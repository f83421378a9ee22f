use std::sync::OnceLock;

use regex::Regex;

use crate::models::{FootnoteDefinition, FootnoteDefinitions};

/// Footnote reference/definition syntax.
pub struct Footnote;

impl Footnote {
    /// Opens both a reference `[^id]` and a definition `[^id]: ..`.
    pub const OPEN: &'static str = "[^";
}

static DEFINITION_RE: OnceLock<Regex> = OnceLock::new();

fn definition_re() -> &'static Regex {
    DEFINITION_RE
        .get_or_init(|| Regex::new(r"^\[\^([^\]]+)\]:\s*(.+)").expect("Invalid footnote regex"))
}

fn is_continuation(line: &str) -> bool {
    line.starts_with(char::is_whitespace) && !line.trim().is_empty()
}

/// Removes footnote definitions from `lines`.
///
/// A definition owns the indented lines directly after it. One blank line may
/// sit inside a definition when the line after it is indented again.
/// Numbers follow definition order; a repeated id keeps its first definition.
pub fn extract_footnotes<'a>(lines: &[&'a str]) -> (FootnoteDefinitions, Vec<&'a str>) {
    let mut defs = FootnoteDefinitions::new();
    let mut rest = Vec::with_capacity(lines.len());

    let mut i = 0;
    while i < lines.len() {
        let Some(caps) = definition_re().captures(lines[i]) else {
            rest.push(lines[i]);
            i += 1;
            continue;
        };

        let id = caps[1].to_string();
        let mut content = caps[2].trim().to_string();
        let mut raw = vec![lines[i]];
        i += 1;

        while let Some(line) = lines.get(i) {
            if is_continuation(line) {
                content.push('\n');
                content.push_str(line.trim_start());
            } else if line.trim().is_empty() && lines.get(i + 1).is_some_and(|l| is_continuation(l)) {
                content.push('\n');
            } else {
                break;
            }
            raw.push(*line);
            i += 1;
        }

        if defs.contains_key(&id) {
            continue;
        }
        let number = defs.len() + 1;
        defs.insert(
            id.clone(),
            FootnoteDefinition {
                id,
                number,
                content,
                raw: raw.join("\n"),
            },
        );
    }

    (defs, rest)
}
/// Character-level marks other than emphasis.
pub struct Marks;

impl Marks {
    pub const STRIKE: &'static str = "~~";
    pub const SUBSCRIPT: &'static str = "~";
    pub const SUPERSCRIPT: &'static str = "^";
    pub const HIGHLIGHT: &'static str = "==";
    pub const UNDERLINE_OPEN: &'static str = "<u>";
    pub const UNDERLINE_CLOSE: &'static str = "</u>";
    pub const MARK_OPEN: &'static str = "<mark>";
    pub const MARK_CLOSE: &'static str = "</mark>";
}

........

**What needs to be done**
Every entry above must be copied exactly.

**Result of this task**
repository f83421378a9ee22f
use std::sync::OnceLock;

use regex::Regex;

use crate::models::{FootnoteDefinition, FootnoteDefinitions};

/// Footnote reference/definition syntax.
pub struct Footnote;

impl Footnote {
    /// Opens both a reference `[^id]` and a definition `[^id]: ..`.
    pub const OPEN: &'static str = "[^";
}

static DEFINITION_RE: OnceLock<Regex> = OnceLock::new();

fn definition_re() -> &'static Regex {
    DEFINITION_RE
        .get_or_init(|| Regex::new(r"^\[\^([^\]]+)\]:\s*(.+)").expect("Invalid footnote regex"))
}

fn is_continuation(line: &str) -> bool {
    line.starts_with(char::is_whitespace) && !line.trim().is_empty()
}

/// Removes footnote definitions from `lines`.
///
/// A definition owns the indented lines directly after it. One blank line may
/// sit inside a definition when the line after it is indented again.
/// Numbers follow definition order; a repeated id keeps its first definition.
pub fn extract_footnotes<'a>(lines: &[&'a str]) -> (FootnoteDefinitions, Vec<&'a str>) {
    let mut defs = FootnoteDefinitions::new();
    let mut rest = Vec::with_capacity(lines.len());

    let mut i = 0;
    while i < lines.len() {
        let Some(caps) = definition_re().captures(lines[i]) else {
            rest.push(lines[i]);
            i += 1;
            continue;
        };

        let id = caps[1].to_string();
        let mut content = caps[2].trim().to_string();
        let mut raw = vec![lines[i]];
        i += 1;

        while let Some(line) = lines.get(i) {
            if is_continuation(line) {
                content.push('\n');
                content.push_str(line.trim_start());
            } else if line.trim().is_empty() && lines.get(i + 1).is_some_and(|l| is_continuation(l)) {
                content.push('\n');
            } else {
                break;
            }
            raw.push(*line);
            i += 1;
        }

        if defs.contains_key(&id) {
            continue;
        }
        let number = defs.len() + 1;
        defs.insert(
            id.clone(),
            FootnoteDefinition {
                id,
                number,
                content,
                raw: raw.join("\n"),
            },
        );
    }

    (defs, rest)
}
/// Character-level marks other than emphasis.
pub struct Marks;

impl Marks {
    pub const STRIKE: &'static str = "~~";
    pub const SUBSCRIPT: &'static str = "~";
    pub const SUPERSCRIPT: &'static str = "^";
    pub const HIGHLIGHT: &'static str = "==";
    pub const UNDERLINE_OPEN: &'static str = "<u>";
    pub const UNDERLINE_CLOSE: &'static str = "</u>";
    pub const MARK_OPEN: &'static str = "<mark>";
    pub const MARK_CLOSE: &'static str = "</mark>";
}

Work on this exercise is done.